A frozen window could be a perfect challenge for MIT’s new heat storing material, a transparent polymer film that can release heat triggered by certain stimuli

MIT team breaks the ice with new heat storing material developed based on a simple and scalable method. Harnessing the heat of the sun may prove rather challenging at times due to weather conditions. What if heat could be stored by a material which then releases the energy triggered by simple stimuli?

That is the question that backed the MIT team’s research. With the new heat storing material a wide array of applications could soon ensue. Think clothing items that could store heat and release it afterwards just when you need it most. Or the walls of your house blanketed in this type of heat storing material that could release the energy to maintain a cosy temperature and bring costs to a minimum.

The sun provides us with an inexhaustible source of energy to power all types of applications. Solar panels are the most commonly used means to harness solar energy. However, during nighttime or cloudy days, capturing solar energy becomes a nuisance. As such, the MIT team thought of a more stable and simple way to store and release the sun’s energy. The method involves chemical reactions and is fairly simple. The article published in the Advanced Energy Materials journal explains how the MIT team breaks the ice with new heat storing material.

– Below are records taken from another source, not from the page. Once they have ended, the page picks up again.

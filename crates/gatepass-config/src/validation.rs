// SPDX-FileCopyrightText: 2026 Gatepass Contributors
// SPDX-License-Identifier: MIT OR Apache-2.0

//! Post-deserialization validation for configuration values.
//!
//! Validates semantic constraints that cannot be expressed via serde
//! attributes, most importantly the coherence of the policy document:
//! fixed/recurring quotas need limits, recurring quotas need periods, and
//! trigger groups and grouping names must be unique.

use std::collections::HashSet;

use crate::diagnostic::ConfigError;
use crate::model::{GatepassConfig, InviteConfig, QuotaConfig, QuotaStrategy};

/// Validate a deserialized configuration for semantic correctness.
///
/// Returns `Ok(())` if all validations pass, or `Err(Vec<ConfigError>)` with
/// all collected validation errors (does not fail fast).
pub fn validate_config(config: &GatepassConfig) -> Result<(), Vec<ConfigError>> {
    let mut errors = Vec::new();

    if config.server.bind_address.trim().is_empty() {
        errors.push(ConfigError::Validation {
            message: "server.bind_address must not be empty".to_string(),
        });
    } else if config.server.bind_address.parse::<std::net::SocketAddr>().is_err() {
        errors.push(ConfigError::Validation {
            message: format!(
                "server.bind_address `{}` is not a valid socket address",
                config.server.bind_address
            ),
        });
    }

    if config.storage.database_path.trim().is_empty() {
        errors.push(ConfigError::Validation {
            message: "storage.database_path must not be empty".to_string(),
        });
    }

    // api_url and api_token come as a pair.
    if config.directory.api_url.is_some() != config.directory.api_token.is_some() {
        errors.push(ConfigError::Validation {
            message: "directory.api_url and directory.api_token must both be set (or neither)"
                .to_string(),
        });
    }

    if config.directory.flow_slug.trim().is_empty() {
        errors.push(ConfigError::Validation {
            message: "directory.flow_slug must not be empty".to_string(),
        });
    }

    // Policy document coherence.
    let mut seen_groups = HashSet::new();
    for (i, rule) in config.policy.rules.iter().enumerate() {
        if rule.group.trim().is_empty() {
            errors.push(ConfigError::Validation {
                message: format!("policy.rules[{i}].group must not be empty"),
            });
        }
        if !seen_groups.insert(&rule.group) {
            errors.push(ConfigError::Validation {
                message: format!(
                    "duplicate trigger group `{}` in [[policy.rules]]",
                    rule.group
                ),
            });
        }
        validate_quota(&rule.quota, &format!("policy.rules[{i}].quota"), &mut errors);
        validate_invite(&rule.invite, &format!("policy.rules[{i}].invite"), &mut errors);
    }

    validate_quota(&config.policy.default.quota, "policy.default.quota", &mut errors);
    validate_invite(&config.policy.default.invite, "policy.default.invite", &mut errors);

    if errors.is_empty() {
        Ok(())
    } else {
        Err(errors)
    }
}

fn validate_quota(quota: &QuotaConfig, path: &str, errors: &mut Vec<ConfigError>) {
    match quota.strategy {
        QuotaStrategy::Fixed | QuotaStrategy::Recurring => {
            if quota.limit.is_none() {
                errors.push(ConfigError::Validation {
                    message: format!("{path}.limit is required for strategy `{:?}`", quota.strategy)
                        .to_lowercase(),
                });
            }
        }
        QuotaStrategy::Unlimited => {}
    }

    if quota.strategy == QuotaStrategy::Recurring && quota.period.is_none() {
        errors.push(ConfigError::Validation {
            message: format!("{path}.period is required for strategy `recurring`"),
        });
    }
}

fn validate_invite(invite: &InviteConfig, path: &str, errors: &mut Vec<ConfigError>) {
    let mut seen_names = HashSet::new();
    for (i, grouping) in invite.allowed_groupings.iter().enumerate() {
        if grouping.name.trim().is_empty() {
            errors.push(ConfigError::Validation {
                message: format!("{path}.allowed_groupings[{i}].name must not be empty"),
            });
        }
        if !seen_names.insert(&grouping.name) {
            errors.push(ConfigError::Validation {
                message: format!(
                    "duplicate grouping name `{}` in {path}.allowed_groupings",
                    grouping.name
                ),
            });
        }
        if grouping.member_groups.is_empty() {
            errors.push(ConfigError::Validation {
                message: format!(
                    "{path}.allowed_groupings[{i}].member_groups must not be empty"
                ),
            });
        }
    }
}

The newly developed material is a transparent polymer film. The polymer film can capture solar energy only to release it at a later time triggered by different stimuli.

The key to the team’s ice-breaking findings are molecules with two different configurations. Both configurations keep the molecules stable. These molecules are known as azobenzenes. When the transparent polymer film is exposed to sunlight, the molecules become charged with solar energy. This configuration can be stably maintained for a prolonged period of time.

However, a number of stimuli triggers the shift to a different configuration. When the solar energy charged molecules are exposed to a specific temperature for instance, they return to their original configuration. In the process, the azobenzenes molecules also release heat.  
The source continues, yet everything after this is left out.